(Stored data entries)
use std::fmt::{Display, Formatter};

use ndarray::Array2;

use crate::board::Board;
use crate::cell::size_glyph;
use crate::location::{Dimension, Location};
use crate::shape::SquareStep;
use crate::solution::Solution;
use crate::solver::Solver;

// drawn where a hole was dropped from the grid
const HOLE: char = ' ';

fn render(dims: (Dimension, Dimension), glyph: impl Fn(Location) -> Option<char>) -> String {
    let cells = Array2::from_shape_fn((dims.1.get(), dims.0.get()), |ind| glyph(Location::from(ind)).unwrap_or(HOLE));
    SquareStep::print(&cells)
}

/// A [`Board`] laid out on a rectangular grid, as made by a [`SquareBoardBuilder`](crate::builder::SquareBoardBuilder).
///
/// Displays as one line per row: `.` empty, `#` water, `+` land, and anchors by their size.
#[derive(Clone, Debug)]
pub struct GridBoard {
    board: Board<Location>,
    dims: (Dimension, Dimension),
}

impl GridBoard {
    pub(crate) fn new(board: Board<Location>, dims: (Dimension, Dimension)) -> Self {
        Self { board, dims }
    }

    /// The dimensions of the grid, in `(x, y)` order.
    pub fn dims(&self) -> (Dimension, Dimension) {
        self.dims
    }

    /// The underlying board.
    pub fn board(&self) -> &Board<Location> {
        &self.board
    }

    /// The underlying board, for labeling cells by hand.
    pub fn board_mut(&mut self) -> &mut Board<Location> {
        &mut self.board
    }

    /// Find every solution; see [`Board::solve`].
    pub fn solve(&mut self) -> Vec<GridSolution> {
        let dims = self.dims;
        self.board.solve()
            .into_iter()
            .map(|solution| GridSolution { solution, dims })
            .collect()
    }

    /// A lazy search over the solutions of the underlying board; see [`Solver`].
    pub fn solver(&mut self) -> Solver<'_, Location> {
        self.board.solver()
    }

    /// Lay `solution`, found on this board, out on its grid.
    pub fn frame(&self, solution: Solution<Location>) -> GridSolution {
        GridSolution { solution, dims: self.dims }
    }
}

impl Display for GridBoard {
    fn fmt(&self, f: &mut Formatter<'_>) -> std::fmt::Result {
        write!(f, "{}", render(self.dims, |location| self.board.get(location).map(|cell| cell.glyph())))
    }
}

/// A [`Solution`] of a [`GridBoard`], displayed the same way as the board.
#[derive(Clone, Debug, Eq, Hash, PartialEq, Ord, PartialOrd)]
pub struct GridSolution {
    solution: Solution<Location>,
    dims: (Dimension, Dimension),
}

impl GridSolution {
    /// The labeling itself.
    pub fn solution(&self) -> &Solution<Location> {
        &self.solution
    }

    /// Unwrap the labeling.
    pub fn into_solution(self) -> Solution<Location> {
        self.solution
    }
}

impl Display for GridSolution {
    fn fmt(&self, f: &mut Formatter<'_>) -> std::fmt::Result {
        write!(f, "{}", render(self.dims, |location| match self.solution.anchor(location) {
            Some(size) => Some(size_glyph(size)),
            None => self.solution.label(location).map(|label| label.glyph()),
        }))
    }
}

EXERCISE DESCRIPTION » May I have the entries returned exactly, with every line in place?

YOUR SOLUTION »
use std::fmt::{Display, Formatter};

use ndarray::Array2;

use crate::board::Board;
use crate::cell::size_glyph;
use crate::location::{Dimension, Location};
use crate::shape::SquareStep;
use crate::solution::Solution;
use crate::solver::Solver;

// drawn where a hole was dropped from the grid
const HOLE: char = ' ';

fn render(dims: (Dimension, Dimension), glyph: impl Fn(Location) -> Option<char>) -> String {
    let cells = Array2::from_shape_fn((dims.1.get(), dims.0.get()), |ind| glyph(Location::from(ind)).unwrap_or(HOLE));
    SquareStep::print(&cells)
}

/// A [`Board`] laid out on a rectangular grid, as made by a [`SquareBoardBuilder`](crate::builder::SquareBoardBuilder).
///
/// Displays as one line per row: `.` empty, `#` water, `+` land, and anchors by their size.
#[derive(Clone, Debug)]
pub struct GridBoard {
    board: Board<Location>,
    dims: (Dimension, Dimension),
}

impl GridBoard {
    pub(crate) fn new(board: Board<Location>, dims: (Dimension, Dimension)) -> Self {
        Self { board, dims }
    }

    /// The dimensions of the grid, in `(x, y)` order.
    pub fn dims(&self) -> (Dimension, Dimension) {
        self.dims
    }

    /// The underlying board.
    pub fn board(&self) -> &Board<Location> {
        &self.board
    }

    /// The underlying board, for labeling cells by hand.
    pub fn board_mut(&mut self) -> &mut Board<Location> {
        &mut self.board
    }

    /// Find every solution; see [`Board::solve`].
    pub fn solve(&mut self) -> Vec<GridSolution> {
        let dims = self.dims;
        self.board.solve()
            .into_iter()
            .map(|solution| GridSolution { solution, dims })
            .collect()
    }

    /// A lazy search over the solutions of the underlying board; see [`Solver`].
    pub fn solver(&mut self) -> Solver<'_, Location> {
        self.board.solver()
    }

    /// Lay `solution`, found on this board, out on its grid.
    pub fn frame(&self, solution: Solution<Location>) -> GridSolution {
        GridSolution { solution, dims: self.dims }
    }
}

impl Display for GridBoard {
    fn fmt(&self, f: &mut Formatter<'_>) -> std::fmt::Result {
        write!(f, "{}", render(self.dims, |location| self.board.get(location).map(|cell| cell.glyph())))
    }
}

/// A [`Solution`] of a [`GridBoard`], displayed the same way as the board.
#[derive(Clone, Debug, Eq, Hash, PartialEq, Ord, PartialOrd)]
pub struct GridSolution {
    solution: Solution<Location>,
    dims: (Dimension, Dimension),
}

impl GridSolution {
    /// The labeling itself.
    pub fn solution(&self) -> &Solution<Location> {
        &self.solution
    }

    /// Unwrap the labeling.
    pub fn into_solution(self) -> Solution<Location> {
        self.solution
    }
}

impl Display for GridSolution {
    fn fmt(&self, f: &mut Formatter<'_>) -> std::fmt::Result {
        write!(f, "{}", render(self.dims, |location| match self.solution.anchor(location) {
            Some(size) => Some(size_glyph(size)),
            None => self.solution.label(location).map(|label| label.glyph()),
        }))
    }
}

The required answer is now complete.